Finanzspritze aus Brüssel

Der Internationale Währungsfonds hat Belgrad bereits einen Kredit von rund 400 Mio. Euro zugesagt. EU-Anwärter Serbien drängt Brüssel zudem auf baldige Freigabe der Vor-Beitritts-Mittel. 120 Mio. Euro sollen schon bald an Südosteuropas Kandidatenländer fließen, so die Hoffnung. Noch hält Belgrad an der Prognose von über drei Prozent Wachstum im laufenden Jahr fest: Vor allem mit verbilligten Unternehmenskrediten hofft Belgrad, die lahmende Wirtschaft wieder anzukurbeln. Doch schon 2008 stieg das Leistungsbilanz-Defizit stark an – und könnte sich bei nachlassender Produktion weiter vergrößern.

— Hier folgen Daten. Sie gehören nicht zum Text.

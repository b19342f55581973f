//! Status condition extraction and readiness evaluation
//!
//! Custom resources are fetched as `DynamicObject`s, so `status` is an
//! untyped JSON value. Extraction is best-effort: anything that does not
//! look like a condition is dropped instead of failing the whole poll.

use k8s_openapi::serde_json::{self, Value};
use serde::Deserialize;

/// Condition type that signals readiness
pub const READY_CONDITION: &str = "Ready";

/// Status value that counts as satisfied
pub const CONDITION_TRUE: &str = "True";

/// One entry of `status.conditions`
#[derive(Debug, Clone, Default, PartialEq, Eq)]
pub struct Condition {
    pub type_: String,
    pub status: String,
    pub last_transition_time: String,
    pub reason: String,
    pub message: String,
}

/// Wire shape of a condition. Absent and `null` fields are accepted, a field
/// holding the wrong JSON type is not.
#[derive(Deserialize)]
#[serde(rename_all = "camelCase")]
struct RawCondition {
    #[serde(rename = "type")]
    type_: Option<String>,
    status: Option<String>,
    last_transition_time: Option<String>,
    reason: Option<String>,
    message: Option<String>,
}

impl From<RawCondition> for Condition {
    fn from(raw: RawCondition) -> Self {
        Self {
            type_: raw.type_.unwrap_or_default(),
            status: raw.status.unwrap_or_default(),
            last_transition_time: raw.last_transition_time.unwrap_or_default(),
            reason: raw.reason.unwrap_or_default(),
            message: raw.message.unwrap_or_default(),
        }
    }
}

impl std::fmt::Display for Condition {
    fn fmt(&self, f: &mut std::fmt::Formatter<'_>) -> std::fmt::Result {
        write!(f, "{}={}", self.type_, self.status)?;
        if !self.reason.is_empty() {
            write!(f, " ({})", self.reason)?;
        }
        if !self.message.is_empty() {
            write!(f, ": {}", self.message)?;
        }
        Ok(())
    }
}

/// Extract `status.conditions` from a resource body.
///
/// Returns an empty list when `status` is missing or not an object, or when
/// `conditions` is missing or not an array. Entries that are not objects, or
/// that carry non-string fields, are skipped; the rest keep their order.
#[must_use]
pub fn extract_conditions(object: &Value) -> Vec<Condition> {
    let Some(entries) = object
        .get("status")
        .and_then(Value::as_object)
        .and_then(|status| status.get("conditions"))
        .and_then(Value::as_array)
    else {
        return Vec::new();
    };

    entries
        .iter()
        .filter(|entry| entry.is_object())
        .filter_map(|entry| serde_json::from_value::<RawCondition>(entry.clone()).ok())
        .map(Condition::from)
        .collect()
}

/// True iff some condition is exactly `Ready`/`True`
#[must_use]
pub fn is_ready(conditions: &[Condition]) -> bool {
    conditions
        .iter()
        .any(|c| c.type_ == READY_CONDITION && c.status == CONDITION_TRUE)
}

/// Render a condition list for the per-tick log line
#[must_use]
pub fn format_conditions(conditions: &[Condition]) -> String {
    let rendered: Vec<String> = conditions.iter().map(ToString::to_string).collect();
    format!("[{}]", rendered.join(", "))
}

#[cfg(test)]
mod tests {
    use super::*;
    use k8s_openapi::serde_json::json;

    fn cond(type_: &str, status: &str) -> Condition {
        Condition {
            type_: type_.to_string(),
            status: status.to_string(),
            ..Condition::default()
        }
    }

    #[test]
    fn test_missing_status_yields_nothing() {
        assert!(extract_conditions(&json!({})).is_empty());
        assert!(extract_conditions(&json!({"spec": {"refreshInterval": "1h"}})).is_empty());
    }

    #[test]
    fn test_status_not_an_object_yields_nothing() {
        assert!(extract_conditions(&json!({"status": "Ready"})).is_empty());
        assert!(extract_conditions(&json!({"status": [1, 2]})).is_empty());
        assert!(extract_conditions(&json!({"status": null})).is_empty());
    }

    #[test]
    fn test_conditions_not_an_array_yields_nothing() {
        assert!(extract_conditions(&json!({"status": {}})).is_empty());
        assert!(extract_conditions(&json!({"status": {"conditions": {"type": "Ready"}}})).is_empty());
        assert!(extract_conditions(&json!({"status": {"conditions": "Ready"}})).is_empty());
    }

    #[test]
    fn test_full_condition_decodes() {
        let body = json!({"status": {"conditions": [{
            "type": "Ready",
            "status": "False",
            "lastTransitionTime": "2024-01-01T00:00:00Z",
            "reason": "SecretSyncedError",
            "message": "could not get secret data from provider"
        }]}});
        let conditions = extract_conditions(&body);
        assert_eq!(
            conditions,
            vec![Condition {
                type_: "Ready".to_string(),
                status: "False".to_string(),
                last_transition_time: "2024-01-01T00:00:00Z".to_string(),
                reason: "SecretSyncedError".to_string(),
                message: "could not get secret data from provider".to_string(),
            }]
        );
    }

    #[test]
    fn test_invalid_entries_dropped_order_kept() {
        let body = json!({"status": {"conditions": [
            {"type": "Synced", "status": "True"},
            "not-a-map",
            42,
            {"type": "Ready", "status": true},
            null,
            {"type": "Ready", "status": "True", "reason": null},
            ["nested"]
        ]}});
        let conditions = extract_conditions(&body);
        assert_eq!(conditions, vec![cond("Synced", "True"), cond("Ready", "True")]);
    }

    #[test]
    fn test_extraction_is_idempotent() {
        let body = json!({"status": {"conditions": [
            {"type": "Ready", "status": "Unknown", "reason": "Pending"},
            7
        ]}});
        assert_eq!(extract_conditions(&body), extract_conditions(&body));
    }

    #[test]
    fn test_is_ready_truth_table() {
        assert!(!is_ready(&[]));
        assert!(!is_ready(&[cond("Ready", "False")]));
        assert!(!is_ready(&[cond("Ready", "Unknown")]));
        assert!(!is_ready(&[cond("Ready", "true")]));
        assert!(!is_ready(&[cond("ready", "True")]));
        assert!(!is_ready(&[cond("Synced", "True")]));
        assert!(is_ready(&[cond("Ready", "True")]));
        assert!(is_ready(&[cond("Ready", "False"), cond("Ready", "True")]));
    }

    #[test]
    fn test_format_conditions() {
        assert_eq!(format_conditions(&[]), "[]");
        let mut retrying = cond("Ready", "False");
        retrying.reason = "Retrying".to_string();
        assert_eq!(
            format_conditions(&[retrying, cond("Synced", "True")]),
            "[Ready=False (Retrying), Synced=True]"
        );
    }
}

„Wir müssen die Krise mit Einigkeit und Solidarität überwinden“, verkündet Premier Mirko Cvetkovic. Doch die Beschwichtigungen der Politiker, die sonst nur mit absurd hohen Spesenabrechnungen und merkwürdigen Gesetzen zugunsten parteinaher Unternehmer für Schlagzeilen sorgen, vermögen die Bevölkerung kaum zu beruhigen: Die Serben bangen laut Umfragen mehrheitlich um ihre Arbeitsplätze.

auf einen Blick

Noch geht Serbiens Regierung von einem Wachstum von über drei Prozent für dieses Jahr aus. Doch auch der prosperierende Balkan-Staat bleibt von den Auswirkungen der Weltwirtschaftskrise nicht verschont und hofft auf Millionen aus Brüssel.